Est-il toujours difficile de faire de la politique quand on est noir au Québec ? Journaliste et documentariste, Russell Ducasse s'est posé la question et en a fait un film qu'il a intitulé Allez voir le Nègre que les gens viennent d'élire. Cette phrase assassine avait été lancée par un attaché politique frustré après que le comédien Maka Kotto, d'origine camerounaise et candidat du Bloc québécois, eut défait une candidate libérale sortante dans Saint-Lambert.
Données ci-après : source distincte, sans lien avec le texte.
//! Group working directories.
//!
//! Group names are typed in by students, so they are normalized before use:
//! lowercased, trimmed and with German umlauts spelled out. The underscore
//! separates class prefixes from the rest of an image name and is therefore
//! never allowed in a name.

use log::{info, warn};
use std::collections::VecDeque;
use std::io::{self, BufRead, Write};
use std::path::{Path, PathBuf};

use crate::error::{IoContext, PrepError, Result};
use crate::types::{GroupDir, Task};
use crate::utils::ensure_dir;

pub const GROUP_PROMPT: &str = "Gruppenname: ";

/// Source of names typed in by a user
pub trait NameProvider {
    fn next_name(&mut self, prompt: &str) -> Result<String>;
}

/// Reads names line by line from standard input
#[derive(Debug, Default)]
pub struct ConsoleNameProvider;

impl NameProvider for ConsoleNameProvider {
    fn next_name(&mut self, prompt: &str) -> Result<String> {
        let mut stdout = io::stdout();
        write!(stdout, "{}", prompt)
            .and_then(|_| stdout.flush())
            .io_context("write prompt", Path::new("<stdout>"))?;

        let mut line = String::new();
        let read = io::stdin()
            .lock()
            .read_line(&mut line)
            .io_context("read name", Path::new("<stdin>"))?;
        if read == 0 {
            return Err(PrepError::InputExhausted);
        }
        Ok(line)
    }
}

/// Hands out a fixed list of names, used for non-interactive runs
#[derive(Debug, Default, Clone)]
pub struct ScriptedNames {
    names: VecDeque<String>,
}

impl ScriptedNames {
    pub fn new<I, S>(names: I) -> Self
    where
        I: IntoIterator<Item = S>,
        S: Into<String>,
    {
        Self {
            names: names.into_iter().map(Into::into).collect(),
        }
    }
}

impl NameProvider for ScriptedNames {
    fn next_name(&mut self, _prompt: &str) -> Result<String> {
        self.names.pop_front().ok_or(PrepError::InputExhausted)
    }
}

/// Lowercase, trim and spell out umlauts and the sharp s
pub fn sanitize_name(raw: &str) -> String {
    let mut sanitized = String::with_capacity(raw.len());
    for c in raw.to_lowercase().trim().chars() {
        match c {
            'ä' => sanitized.push_str("ae"),
            'ü' => sanitized.push_str("ue"),
            'ö' => sanitized.push_str("oe"),
            'ß' => sanitized.push_str("ss"),
            other => sanitized.push(other),
        }
    }
    sanitized
}

/// Accept a sanitized name unless it is empty or contains an underscore
pub fn validate_name(name: &str) -> Result<&str> {
    if name.is_empty() || name.contains('_') {
        Err(PrepError::InvalidName(name.to_string()))
    } else {
        Ok(name)
    }
}

/// Ask `provider` until it yields a valid name
pub fn prompt_name(provider: &mut dyn NameProvider, prompt: &str) -> Result<String> {
    loop {
        let name = sanitize_name(&provider.next_name(prompt)?);
        match validate_name(&name) {
            Ok(_) => return Ok(name),
            Err(e) => warn!("{}", e),
        }
    }
}

/// Root of all group directories, e.g. `../data`
#[derive(Debug, Clone, PartialEq, Eq)]
pub struct Workspace {
    pub data_root: PathBuf,
}

impl Workspace {
    pub fn new(data_root: impl Into<PathBuf>) -> Self {
        Self {
            data_root: data_root.into(),
        }
    }

    /// Directory holding every group of `task`
    pub fn task_dir(&self, task: Task) -> PathBuf {
        self.data_root.join(task.dir_name())
    }

    /// Prompt for a group name and create its directory if needed
    pub fn init_group(&self, task: Task, provider: &mut dyn NameProvider) -> Result<GroupDir> {
        let group = prompt_name(provider, GROUP_PROMPT)?;
        self.create_group(task, group)
    }

    /// Create the directory of a group whose name was given up front.
    /// An invalid name is an error instead of a reason to ask again.
    pub fn init_named_group(&self, task: Task, raw_name: &str) -> Result<GroupDir> {
        let group = sanitize_name(raw_name);
        validate_name(&group)?;
        self.create_group(task, group)
    }

    fn create_group(&self, task: Task, group: String) -> Result<GroupDir> {
        let path = ensure_dir(&self.task_dir(task).join(&group))?;
        info!("Group directory ready: {}", path.display());
        Ok(GroupDir { group, path })
    }
}
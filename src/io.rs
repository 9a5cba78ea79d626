use log::{info, warn};
use std::fs::{self, File};
use std::io::{BufWriter, Write};
use std::path::{Path, PathBuf};

use crate::error::{IoContext, PrepError, Result};
use crate::types::{ClassificationConfig, DatasetConfig, DetectionConfig, Task};

pub const CONFIG_FILE: &str = "config.yaml";
pub const CLASSES_FILE: &str = "classes.txt";

/// Read one class name per line; the line number is the class id
pub fn read_class_names(classes_path: &Path) -> Result<Vec<String>> {
    if !classes_path.is_file() {
        return Err(PrepError::ClassesNotFound(classes_path.to_path_buf()));
    }
    let content = fs::read_to_string(classes_path).io_context("read classes", classes_path)?;
    let names: Vec<String> = content.lines().map(|line| line.trim().to_string()).collect();

    for (id, name) in names.iter().enumerate() {
        if name.is_empty() {
            warn!("Class {} in {} is blank", id, classes_path.display());
        }
    }
    Ok(names)
}

/// Class names of a classification dataset: the directories under `train/`,
/// sorted so that class ids are stable.
pub fn read_class_dirs(train_dir: &Path) -> Result<Vec<String>> {
    let mut names = Vec::new();
    for entry in fs::read_dir(train_dir).io_context("list classes", train_dir)? {
        let entry = entry.io_context("list classes", train_dir)?;
        if !entry.path().is_dir() {
            continue;
        }
        match entry.file_name().into_string() {
            Ok(name) => names.push(name),
            Err(name) => warn!("Skipping class directory with non UTF-8 name: {:?}", name),
        }
    }
    names.sort();
    Ok(names)
}

/// Build the configuration describing a split dataset
pub fn build_config(root: &Path, task: Task) -> Result<DatasetConfig> {
    if !root.exists() {
        return Err(PrepError::PathNotFound(root.to_path_buf()));
    }

    let config = match task {
        Task::Detect => {
            let names = read_class_names(&root.join(CLASSES_FILE))?;
            DatasetConfig::Detection(DetectionConfig {
                train: "images/train".to_string(),
                val: "images/val".to_string(),
                nc: names.len(),
                names: names.into_iter().enumerate().collect(),
            })
        }
        Task::Cls => {
            let names = read_class_dirs(&root.join("train"))?;
            DatasetConfig::Classification(ClassificationConfig {
                train: "train".to_string(),
                val: "val".to_string(),
                test: "test".to_string(),
                nc: names.len(),
                names,
            })
        }
    };
    Ok(config)
}

/// Write `config.yaml` at the dataset root, replacing any previous one
pub fn create_config(root: &Path, task: Task) -> Result<(PathBuf, DatasetConfig)> {
    let config = build_config(root, task)?;

    let config_path = root.join(CONFIG_FILE);
    let yaml_content = serde_yaml::to_string(&config)?;
    let mut config_file =
        BufWriter::new(File::create(&config_path).io_context("create config", &config_path)?);
    config_file
        .write_all(yaml_content.as_bytes())
        .and_then(|_| config_file.flush())
        .io_context("write config", &config_path)?;

    info!(
        "Created {} under {} ({} classes)",
        CONFIG_FILE,
        root.display(),
        config.class_count()
    );
    Ok((config_path, config))
}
«À la lumière du travail que j'ai fait, je ne crois pas que nous soyons prêts à élire un premier ministre noir. Les gens ne sont pas ouvertement racistes, mais il y a beaucoup de non-dit », croit le cinéaste. Et le non-dit s'exprime souvent dans l'isoloir, au moment du vote. «Pour un Noir, un représentant d'une minorité ou une femme, la barre est toujours plus haute.»

Des progrès visibles

Fils du premier employé noir de l'Assemblée nationale, Russell Ducasse reconnaît cependant que les Noirs du Québec ont fait pas mal de chemin en politique en une génération. Aujourd'hui, toutes les grandes organisations politiques cherchent activement des candidats issus des minorités visibles. Des députés noirs - dont Maka Kotto et Marlene Jennings - siègent autant à Ottawa qu'à Québec. Âgée d'à peine 30 ans, Yolande James est la première Noire au conseil des ministres du Québec. Née en Haïti, Michaëlle Jean est gouverneure générale depuis 2005.

De récentes études statistiques indiquent aussi que les Québécois ne sont pas fermés à l'idée d'avoir un Noir aux commandes. Un sondage sur les élections américaines publié dans nos pages le mois dernier indiquait que 77,8 % des Québécois voteraient pour Barack Obama s'ils en avaient l'occasion. Dans le reste du Canada, ils étaient un peu moins de 72 % à penser la même chose.

En 2005, lors de la course à la direction du Parti québécois, la maison de sondage CROP avait demandé aux Québécois s'ils seraient en faveur d'un premier ministre femme, noir, anglophone ou homosexuel. Plus de 80 % des répondants disaient n'avoir aucune réticence à l'égard d'un premier ministre à la peau noire, alors que 56 % avaient la même position à l'égard d'un anglophone.

Responsable de ce sondage, le vice-président de CROP, Claude Gauthier, estime qu'il faut cependant relativiser cette statistique. «Au moment où nous avons posé la question, la candidature d'un Noir n'était pas dans le collimateur. C'est plus facile dans ces circonstances de dire oui, oui, je serais prêt à élire un Noir. Personne n'aime montrer sa propre intolérance», remarque-t-il.

M. Gauthier croit néanmoins que la population québécoise fait preuve d'une ouverture certaine. «On n'a qu'à allumer la télévision. Il y a beaucoup de personnalités publiques et médiatiques noires au Québec, qu'on pense à Gregory Charles, à Luck Mervil ou à Dany Laferrière.»

Directeur du centre de recherche en éthique de l'Université de Montréal, Daniel Weinstock est du même avis. Selon lui, la race n'est pas un obstacle majeur dans la vie politique québécoise. «Chaque société a son point chatouilleux. Ici, ce n'est pas la race, c'est la religion. Je crois que le Québec serait prêt à élire un premier ministre noir, mais peut-être pas un premier ministre juif ou musulman, tout blanc qu'il soit», avance l'expert, qui a notamment fait partie du comité des sages de la commission Bouchard-Taylor.

Professeur en sociologie à l'Université du Québec à Montréal, Rachad Antonius ne croit pas pour sa part que le Québec soit prêt à élire son propre Obama. «On n'est tout simplement pas encore au point où un parti politique serait prêt à élire à sa tête un membre d'une minorité. Cette personne serait perçue comme ne défendant pas l'identité québécoise face au Canada anglais», estime le sociologue.

Toutes ces analyses n'empêchent pas des politiciens noirs de rêver de lendemains brillants pour la génération montante, née au Québec. C'est le cas de Vivian Barbot, ancienne députée bloquiste dans Papineau, récemment battue par Justin Trudeau. «Oui, en politique, la couleur est un élément qui compte, être une femme aussi. Mais les plus jeunes qui nous suivent n'attendront pas comme nous leur retraite pour faire de la politique. Ils vont se lancer plus tôt, avoir le temps de gravir les échelons. Quand ils arriveront au sommet, ce sont leurs idées qui vont compter, pas leur race.» Et avec l'exemple de Barack Obama au sud de la frontière, Vivian Barbot est convaincue qu'ils seront nombreux à tenter leur chance.